Erin Bejot spends most days conducting student musicians at Omaha North High School.
So she was understandably excited, even giddy, when she stepped in front of the Omaha Symphony on a recent afternoon at the Holland Performing Arts Center.
“Thanks for letting me take this Porsche out for a spin,” Bejot said.
Bejot was one of nine music teachers from Omaha Public Schools who attended a new education program last week with the symphony. “Educator as Maestro” provided these teachers with one of the rarest and most valuable commodities in the classical music world — podium time with a professional symphony orchestra.
Bejot led the orchestra in a leisurely performance of Aaron Copland's arrangement of “Simple Gifts,” the piece her band is working on.
She held her baton in her right hand and moved it in small, graceful patterns. She used her left hand sparingly to suggest the shape of a phrase or to cue an entrance.
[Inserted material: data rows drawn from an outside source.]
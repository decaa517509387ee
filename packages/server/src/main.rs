#![cfg_attr(feature = "fail-on-warnings", deny(warnings))]
#![warn(clippy::all, clippy::pedantic, clippy::nursery, clippy::cargo)]
#![allow(clippy::multiple_crate_versions, clippy::cargo_common_metadata)]

//! Rate map server binary.
//!
//! ```text
//! rate_map_server [serve] [--bind ADDR] [--port PORT] [--data PATH]
//! rate_map_server interactive
//! rate_map_server summary [--data PATH]
//! ```
//!
//! Running with no subcommand is the same as `serve`. Flags override the
//! `BIND_ADDR`, `PORT`, and `RATES_CSV` environment variables.

use std::path::PathBuf;

use clap::{Parser, Subcommand};
use rate_map_server::{ServerConfig, load_store};

#[derive(Parser)]
#[command(
    name = "rate_map_server",
    about = "Serve the interactive state suicide-rate map"
)]
struct Cli {
    #[command(subcommand)]
    command: Option<Commands>,
}

#[derive(Subcommand)]
enum Commands {
    /// Start the HTTP server
    Serve {
        /// Address to bind
        #[arg(long)]
        bind: Option<String>,
        /// Port to listen on
        #[arg(long)]
        port: Option<u16>,
        /// Rates CSV (.csv or .csv.gz)
        #[arg(long)]
        data: Option<PathBuf>,
    },
    /// Prompt for configuration, then start the server
    Interactive,
    /// Load the dataset and print a short summary
    Summary {
        /// Rates CSV (.csv or .csv.gz)
        #[arg(long)]
        data: Option<PathBuf>,
    },
}

fn main() -> Result<(), Box<dyn std::error::Error>> {
    pretty_env_logger::init_custom_env("RUST_LOG");
    let cli = Cli::parse();
    let config = ServerConfig::from_env()?;

    match cli.command {
        None => {
            actix_rt::System::new().block_on(rate_map_server::run_server(config))?;
        }
        Some(Commands::Serve { bind, port, data }) => {
            let config = config.with_overrides(bind, port, data);
            actix_rt::System::new().block_on(rate_map_server::run_server(config))?;
        }
        Some(Commands::Interactive) => {
            actix_rt::System::new().block_on(rate_map_server::interactive::run(config))?;
        }
        Some(Commands::Summary { data }) => {
            let config = config.with_overrides(None, None, data);
            let store = load_store(&config)?;
            let years = store.year_range();

            println!("Dataset: {}", config.data_path.display());
            println!("Years:   {}-{}", years.first(), years.last());
            println!("States:  {}", store.states().len());
            if let Some(rate) = store.national_rate(years.last()) {
                println!("U.S. average ({}): {rate:.1} per 100k", years.last());
            }
        }
    }

    Ok(())
}
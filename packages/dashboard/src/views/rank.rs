//! Rank of the selected state within a year.

use rate_map_dashboard_models::RankLine;
use rate_map_dataset::DatasetStore;

/// Ranks `selected` among every state with a record in `year`.
///
/// Rank is `1 + count(states with a strictly higher rate)`, so ties share
/// the better rank. `None` when nothing is selected or the state has no
/// record that year.
#[must_use]
pub fn derive_rank(store: &DatasetStore, year: u16, selected: Option<&str>) -> Option<RankLine> {
    let record = store.record(selected?, year)?;

    let (higher, total) = store
        .year_records(year)
        .fold((0u32, 0u32), |(higher, total), other| {
            (higher + u32::from(other.rate > record.rate), total + 1)
        });
    let rank = higher + 1;

    Some(RankLine {
        year,
        rank,
        total,
        text: format!("Rank in {year}: #{rank} of {total}"),
    })
}

#[cfg(test)]
mod tests {
    use rate_map_rates_models::Region;

    use super::*;
    use crate::fixtures;

    #[test]
    fn ranks_by_strictly_greater_count() {
        let store = fixtures::store();
        let rank = derive_rank(&store, 2023, Some("Wyoming")).unwrap();
        assert_eq!((rank.rank, rank.total), (1, 7));

        let rank = derive_rank(&store, 2023, Some("Rhode Island")).unwrap();
        assert_eq!(rank.rank, 7);
        assert_eq!(rank.text, "Rank in 2023: #7 of 7");
    }

    #[test]
    fn ties_share_the_better_rank() {
        let store = fixtures::custom_store(
            2000,
            &[
                ("Idaho", "ID", Region::Mountain, &[20.0]),
                ("Montana", "MT", Region::Mountain, &[20.0]),
                ("Utah", "UT", Region::Mountain, &[10.0]),
            ],
        );
        assert_eq!(derive_rank(&store, 2000, Some("Idaho")).unwrap().rank, 1);
        assert_eq!(derive_rank(&store, 2000, Some("Montana")).unwrap().rank, 1);
        assert_eq!(derive_rank(&store, 2000, Some("Utah")).unwrap().rank, 3);
    }

    #[test]
    fn nothing_selected_has_no_rank() {
        let store = fixtures::store();
        assert_eq!(derive_rank(&store, 2023, None), None);
        assert_eq!(derive_rank(&store, 1999, Some("Texas")), None);
    }
}
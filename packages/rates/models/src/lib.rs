#![cfg_attr(feature = "fail-on-warnings", deny(warnings))]
#![warn(clippy::all, clippy::pedantic, clippy::nursery, clippy::cargo)]
#![allow(clippy::multiple_crate_versions, clippy::cargo_common_metadata)]

//! Rate band taxonomy and per-state rate record types.
//!
//! This crate defines the canonical six-band bucketing of annual suicide
//! rates (per 100,000 population) used for map coloring and legend
//! filtering, the nine census-style regions, and the immutable record
//! types held by the dataset store.

pub mod region;
pub mod years;

use serde::{Deserialize, Serialize};
use strum_macros::{AsRefStr, Display, EnumString};

pub use region::Region;
pub use years::YearRange;

/// Map fill used for states whose band is currently filtered out.
pub const FILTERED_COLOR: &str = "#e9ecef";

/// Neutral background used by legend entries for inactive bands.
pub const INACTIVE_LEGEND_COLOR: &str = "#dee2e6";

/// Primary text color.
pub const TEXT_PRIMARY: &str = "#212529";

/// A fixed rate range used to bucket a state's rate.
///
/// Variant declaration order is the display order: `Ord` sorts bands from
/// lowest to highest rate.
#[derive(
    Debug,
    Clone,
    Copy,
    PartialEq,
    Eq,
    PartialOrd,
    Ord,
    Hash,
    Serialize,
    Deserialize,
    Display,
    EnumString,
    AsRefStr,
)]
pub enum RateBand {
    /// Rates below 10.
    #[serde(rename = "<10")]
    #[strum(serialize = "<10")]
    BelowTen,
    /// Rates in `[10, 15)`.
    #[serde(rename = "10-15")]
    #[strum(serialize = "10-15")]
    TenToFifteen,
    /// Rates in `[15, 20)`.
    #[serde(rename = "15-20")]
    #[strum(serialize = "15-20")]
    FifteenToTwenty,
    /// Rates in `[20, 25)`.
    #[serde(rename = "20-25")]
    #[strum(serialize = "20-25")]
    TwentyToTwentyFive,
    /// Rates in `[25, 30)`.
    #[serde(rename = "25-30")]
    #[strum(serialize = "25-30")]
    TwentyFiveToThirty,
    /// Rates of 30 and above.
    #[serde(rename = ">30")]
    #[strum(serialize = ">30")]
    AboveThirty,
}

impl RateBand {
    /// Returns all bands in display order.
    #[must_use]
    pub const fn all() -> &'static [Self] {
        &[
            Self::BelowTen,
            Self::TenToFifteen,
            Self::FifteenToTwenty,
            Self::TwentyToTwentyFive,
            Self::TwentyFiveToThirty,
            Self::AboveThirty,
        ]
    }

    /// Exclusive upper bound of this band, `None` for the catch-all top band.
    #[must_use]
    pub const fn upper_bound(self) -> Option<f64> {
        match self {
            Self::BelowTen => Some(10.0),
            Self::TenToFifteen => Some(15.0),
            Self::FifteenToTwenty => Some(20.0),
            Self::TwentyToTwentyFive => Some(25.0),
            Self::TwentyFiveToThirty => Some(30.0),
            Self::AboveThirty => None,
        }
    }

    /// Fill color used on the map and the legend when the band is active.
    #[must_use]
    pub const fn color(self) -> &'static str {
        match self {
            Self::BelowTen => "#44ce1b",
            Self::TenToFifteen => "#bbdb44",
            Self::FifteenToTwenty => "#f7e379",
            Self::TwentyToTwentyFive => "#f2a134",
            Self::TwentyFiveToThirty => "#e51f1f",
            Self::AboveThirty => "#8e1f1f",
        }
    }

    /// Legend text color that stays readable on top of [`Self::color`].
    #[must_use]
    pub const fn text_color(self) -> &'static str {
        match self {
            Self::BelowTen
            | Self::TenToFifteen
            | Self::FifteenToTwenty
            | Self::TwentyToTwentyFive => "#000",
            Self::TwentyFiveToThirty | Self::AboveThirty => "#fff",
        }
    }
}

/// Buckets a rate into its [`RateBand`].
///
/// Thresholds are tested in ascending order and the first band whose upper
/// bound exceeds `rate` wins. Anything not below 30 (including `NaN`) falls
/// into [`RateBand::AboveThirty`].
#[must_use]
pub fn classify(rate: f64) -> RateBand {
    RateBand::all()
        .iter()
        .copied()
        .find(|band| band.upper_bound().is_some_and(|upper| rate < upper))
        .unwrap_or(RateBand::AboveThirty)
}

/// One state's rate for one year.
#[derive(Debug, Clone, PartialEq, Serialize, Deserialize)]
#[serde(rename_all = "camelCase")]
pub struct RateRecord {
    /// Full state name (e.g. "Texas").
    pub state: String,
    /// Calendar year.
    pub year: u16,
    /// Rate per 100,000 population.
    pub rate: f64,
    /// Census region the state belongs to.
    pub region: Region,
    /// Two-letter postal abbreviation.
    pub abbreviation: String,
    /// Band derived from `rate`.
    pub band: RateBand,
}

impl RateRecord {
    /// Creates a record, deriving its band from `rate`.
    #[must_use]
    pub fn new(
        state: impl Into<String>,
        year: u16,
        rate: f64,
        region: Region,
        abbreviation: impl Into<String>,
    ) -> Self {
        Self {
            state: state.into(),
            year,
            rate,
            region,
            abbreviation: abbreviation.into(),
            band: classify(rate),
        }
    }
}

/// The national aggregate rate for one year.
#[derive(Debug, Clone, Copy, PartialEq, Serialize, Deserialize)]
#[serde(rename_all = "camelCase")]
pub struct NationalAverageRecord {
    /// Calendar year.
    pub year: u16,
    /// Rate per 100,000 population.
    pub rate: f64,
}

#[cfg(test)]
mod tests {
    use super::*;

    #[test]
    fn classify_boundaries() {
        assert_eq!(classify(0.0), RateBand::BelowTen);
        assert_eq!(classify(9.99), RateBand::BelowTen);
        assert_eq!(classify(10.0), RateBand::TenToFifteen);
        assert_eq!(classify(14.99), RateBand::TenToFifteen);
        assert_eq!(classify(15.0), RateBand::FifteenToTwenty);
        assert_eq!(classify(20.0), RateBand::TwentyToTwentyFive);
        assert_eq!(classify(25.0), RateBand::TwentyFiveToThirty);
        assert_eq!(classify(29.99), RateBand::TwentyFiveToThirty);
        assert_eq!(classify(30.0), RateBand::AboveThirty);
        assert_eq!(classify(1_000.0), RateBand::AboveThirty);
    }

    #[test]
    fn bands_partition_without_gaps() {
        // Walk [0, 40) in small steps; band index must never decrease and
        // must only change exactly at a declared bound.
        let mut previous = classify(0.0);
        for step in 1..4_000u32 {
            let rate = f64::from(step) / 100.0;
            let band = classify(rate);
            assert!(band >= previous, "band went backwards at {rate}");
            if band != previous {
                assert_eq!(previous.upper_bound(), Some(rate), "changed at {rate}");
            }
            previous = band;
        }
    }

    #[test]
    fn display_matches_serde_labels() {
        for band in RateBand::all() {
            let json = serde_json::to_string(band).unwrap();
            assert_eq!(json, format!("\"{band}\""));
            assert_eq!(band.as_ref().parse::<RateBand>().ok(), Some(*band));
        }
        assert_eq!(RateBand::AboveThirty.to_string(), ">30");
        assert_eq!("10-15".parse::<RateBand>().ok(), Some(RateBand::TenToFifteen));
    }

    #[test]
    fn record_band_follows_rate() {
        let record = RateRecord::new("Texas", 2023, 14.8, Region::WestSouthCentral, "TX");
        assert_eq!(record.band, RateBand::TenToFifteen);
    }

    #[test]
    fn text_colors_flip_for_the_two_darkest_bands() {
        let dark: Vec<_> = RateBand::all()
            .iter()
            .filter(|b| b.text_color() == "#fff")
            .copied()
            .collect();
        assert_eq!(
            dark,
            vec![RateBand::TwentyFiveToThirty, RateBand::AboveThirty]
        );
    }
}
Her interpretation, to the layperson, sounded fantastic. Symphony Music Director Thomas Wilkins, however, wasn't satisfied. When he hears a symphony, he senses more than a mass of sound. He detects each instrumental line moving separately, distinctly and in tandem. Wilkins suggested that Bejot needed to listen to just three of those parts in isolation — the piano, harp and double basses.
So Bejot cued just those instruments, and the players dug into their majestic, sonorous theme. Her small gestures, however, didn't match the grandiloquence of the music.
“Your conducting needs to look like the music your orchestra is playing,” Wilkins said.
Orchestras around the country often engage in outreach with their local schools, said Jennifer Boomgaarden, the symphony's vice president for education and community partnerships. Their musicians perform at the schools and their conductors lead workshops for the teachers.
But “Educator as Maestro” is different.
“I can't think of another city where the music teachers actually get to conduct the professional orchestra,” Boomgaarden said.
Omaha music teachers spent the better part of two days last week with the symphony and its conductors — Wilkins and resident conductor Ernest Richardson.
Wilkins believes that all people are natural-born conductors.
“Our bodies already know how to conduct,” Wilkins told the group. “But our brains get in the way.”
Therefore, he began the “Educator as Maestro” program with a two-hour workshop designed to bring mind and body into harmonious sync.
“I've got some crazy stuff for you guys to do,” Wilkins said.
Wilkins had devised exercises that called to mind a scene from “The Karate Kid” where a martial arts master has his student pretend he's waxing a car. The student was actually learning basic karate technique.
Similarly, Wilkins had the teachers stand in a circle with their forearms stretched out perpendicular to their bodies, as if they were balancing imaginary cafeteria trays.
“You now know the basic conductor's stance at the podium,” Wilkins said.
Next, Wilkins had the music teachers move both hands in small circles, then big circles. Once those movements were mastered, the teachers learned to move their right hands in small, fast circles and left hands in large, slow circles.
“Your right hand is your baton hand, and its movements need to be automatic,” Wilkins said. “You use your left hand to make expressive gestures.”
Wilkins' next two exercises were more complex.
First, he had the teachers use both hands to trace figure eights in the air. Almost everyone could that. No problem.
But then he asked them to move their right hands in fast figure eight motions while their left hands slowly sketched sideways eights. That exercise caused some conducting train wrecks.
“This isn't easy,” said Dan Abrahams, the conductor of the Bryan High School orchestra.
Perhaps, but Wilkins wanted the teachers to feel comfortable using their left and right hands differently. That kind of ambidextrous coordination is all part of a conductor's stock in trade.
When it was his turn at the podium, Abrahams led the symphony in an arrangement of the waltz from “Sleeping Beauty.”
His gestures were big, clear and graceful. All those movements, however, also looked the same.
“You don't want to look like a caricature of somebody conducting in the shower,” Wilkins said.
Wilkins stood behind Abrahams and held his conducting arm for him. Instead of leading the orchestra with big circular motions, Wilkins had Abrahams conduct with patterns that were smooth and horizontal. The movement more or less resembled a dance couple waltzing across the stage.
At the end, Abrahams beamed with satisfaction. He would return to Bryan High armed with a lot of new information.
“My students had better watch out,” he said.